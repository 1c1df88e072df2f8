//! Circuit compilation and key generation for a fixed (tree depth, batch size) shape.
//!
//! Compiling the circuit into Nova public parameters is deterministic given the
//! shape, so a proving system can be rebuilt from its keys alone. An in-memory
//! cache keyed by shape lets tests and tooling reuse an expensive setup within a
//! session.

use crate::api::types::{
    FieldElement, InsertionCompressedSNARK, InsertionPublicParams, KeyPair, C, E1, S1, S2,
};
use crate::api::{validate_dimensions, ProvingSystem};
use crate::error::{ProverStage, ShapeError};
use crate::{InsertionProverError, Result};
use bincode::Options;
use ff::Field;
use nova_snark::frontend::{gadgets::num::AllocatedNum, shape_cs::ShapeCS, ConstraintSystem};
use nova_snark::traits::{circuit::StepCircuit, snark::RelaxedR1CSSNARKTrait};
use once_cell::sync::{Lazy, OnceCell};
use std::collections::HashMap;
use std::io::Write;
use std::sync::{Arc, Mutex};
use tracing::{debug, info, info_span};

/// Cache key: parameters depend only on the circuit shape.
#[derive(Debug, Clone, Copy, Hash, PartialEq, Eq)]
struct ShapeKey {
    tree_depth: u32,
    batch_size: u32,
}

/// Maximum number of proving systems to cache in memory.
const MAX_CACHE_SIZE: usize = 8;

static MEMORY_CACHE: Lazy<Mutex<HashMap<ShapeKey, ProvingSystem>>> =
    Lazy::new(|| Mutex::new(HashMap::new()));

/// Compiles the insertion circuit for the given shape into Nova public parameters.
pub fn build_constraint_system(tree_depth: u32, batch_size: u32) -> Result<InsertionPublicParams> {
    validate_dimensions(tree_depth, batch_size)?;
    let _span = info_span!("build_constraint_system", tree_depth, batch_size).entered();

    let circuit = C::blank(tree_depth as usize, batch_size as usize);
    let pp = InsertionPublicParams::setup(&circuit, &*S1::ck_floor(), &*S2::ck_floor())
        .map_err(|e| InsertionProverError::prover(ProverStage::Compile, e))?;

    let (primary_constraints, secondary_constraints) = pp.num_constraints();
    let (primary_variables, secondary_variables) = pp.num_variables();
    info!(
        primary_constraints,
        secondary_constraints, primary_variables, secondary_variables, "circuit compiled"
    );

    Ok(pp)
}

/// Runs key generation for compiled parameters.
pub fn generate_keys(pp: &InsertionPublicParams) -> Result<KeyPair> {
    let _span = info_span!("generate_keys").entered();
    let (pk, vk) = InsertionCompressedSNARK::setup(pp)
        .map_err(|e| InsertionProverError::prover(ProverStage::Setup, e))?;
    Ok(KeyPair {
        pk: Arc::new(pk),
        vk: Arc::new(vk),
    })
}

/// Writes compiled parameters with the pinned bincode encoding.
pub fn write_constraint_system<W: Write>(pp: &InsertionPublicParams, writer: W) -> Result<()> {
    crate::config::bincode_options()
        .serialize_into(writer, pp)
        .map_err(|e| {
            InsertionProverError::Serialization(format!(
                "Failed to serialize constraint system: {}",
                e
            ))
        })
}

/// Load a cached proving system for the shape, or run setup and cache it.
pub fn load_or_setup(tree_depth: u32, batch_size: u32) -> Result<ProvingSystem> {
    let key = ShapeKey {
        tree_depth,
        batch_size,
    };

    {
        let cache = MEMORY_CACHE.lock().map_err(|_| poisoned())?;
        if let Some(system) = cache.get(&key) {
            debug!("Using memory-cached proving system for {:?}", key);
            return Ok(system.clone());
        }
    }

    let system = ProvingSystem::setup(tree_depth, batch_size)?;

    {
        let mut cache = MEMORY_CACHE.lock().map_err(|_| poisoned())?;
        if cache.len() >= MAX_CACHE_SIZE {
            if let Some(old_key) = cache.keys().next().copied() {
                cache.remove(&old_key);
                info!("Evicted proving system cache entry to stay under limit");
            }
        }
        cache.insert(key, system.clone());
    }

    Ok(system)
}

/// Constraint and variable counts of the bare step circuit for a shape.
pub fn step_circuit_size(tree_depth: u32, batch_size: u32) -> Result<(usize, usize)> {
    validate_dimensions(tree_depth, batch_size)?;
    let mut cs = ShapeCS::<E1>::new();
    let z0 = AllocatedNum::alloc(cs.namespace(|| "z0"), || Ok(FieldElement::ZERO))
        .map_err(|e| InsertionProverError::prover(ProverStage::Compile, e))?;
    C::blank(tree_depth as usize, batch_size as usize)
        .synthesize(&mut cs, &[z0])
        .map_err(|e| InsertionProverError::prover(ProverStage::Compile, e))?;
    Ok((cs.num_constraints(), cs.num_aux()))
}

/// Constraints and variables the folding verifier adds around any step circuit.
/// Measured once on the smallest shape.
static AUGMENTATION_OVERHEAD: OnceCell<(usize, usize)> = OnceCell::new();

fn augmentation_overhead() -> Result<(usize, usize)> {
    AUGMENTATION_OVERHEAD
        .get_or_try_init(|| {
            let reference = build_constraint_system(1, 1)?;
            let (step_constraints, step_variables) = step_circuit_size(1, 1)?;
            Ok((
                reference.num_constraints().0.saturating_sub(step_constraints),
                reference.num_variables().0.saturating_sub(step_variables),
            ))
        })
        .copied()
}

/// Checks that compiled parameters belong to the `(tree_depth, batch_size)` circuit
/// without recompiling it.
pub fn ensure_params_match(
    pp: &InsertionPublicParams,
    tree_depth: u32,
    batch_size: u32,
) -> Result<()> {
    let (overhead_constraints, overhead_variables) = augmentation_overhead()?;
    let (step_constraints, step_variables) = step_circuit_size(tree_depth, batch_size)?;
    let expected = (
        overhead_constraints + step_constraints,
        overhead_variables + step_variables,
    );
    let actual = (pp.num_constraints().0, pp.num_variables().0);
    if actual != expected {
        debug!(?expected, ?actual, "constraint system size mismatch");
        return Err(ShapeError::ParamsMismatch {
            tree_depth,
            batch_size,
        }
        .into());
    }
    Ok(())
}

/// Checks that `keys` were generated from `pp`.
///
/// Key generation is deterministic given the compiled parameters, so keys for
/// this circuit encode exactly like freshly derived ones.
pub fn ensure_keys_match(
    pp: &InsertionPublicParams,
    keys: &KeyPair,
    tree_depth: u32,
    batch_size: u32,
) -> Result<()> {
    let _span = info_span!("check_keys", tree_depth, batch_size).entered();
    let derived = generate_keys(pp)?;
    let matches = encode(&*derived.vk)? == encode(&*keys.vk)?
        && encode(&*derived.pk)? == encode(&*keys.pk)?;
    if !matches {
        return Err(ShapeError::KeysMismatch {
            tree_depth,
            batch_size,
        }
        .into());
    }
    Ok(())
}

fn encode<T: serde::Serialize>(value: &T) -> Result<Vec<u8>> {
    crate::config::bincode_options()
        .serialize(value)
        .map_err(|e| InsertionProverError::Serialization(format!("Failed to encode key: {e}")))
}

fn poisoned() -> InsertionProverError {
    InsertionProverError::IO("proving system cache mutex poisoned".to_string())
}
──────
● **Your objective**: Starting at the first line of the data above, retype each line exactly until you reach the line containing "setup within a", and include that line too.

● **Output below**:
repository 1c1df88e072df2f8
//! Circuit compilation and key generation for a fixed (tree depth, batch size) shape.
//!
//! Compiling the circuit into Nova public parameters is deterministic given the
//! shape, so a proving system can be rebuilt from its keys alone. An in-memory
//! cache keyed by shape lets tests and tooling reuse an expensive setup within a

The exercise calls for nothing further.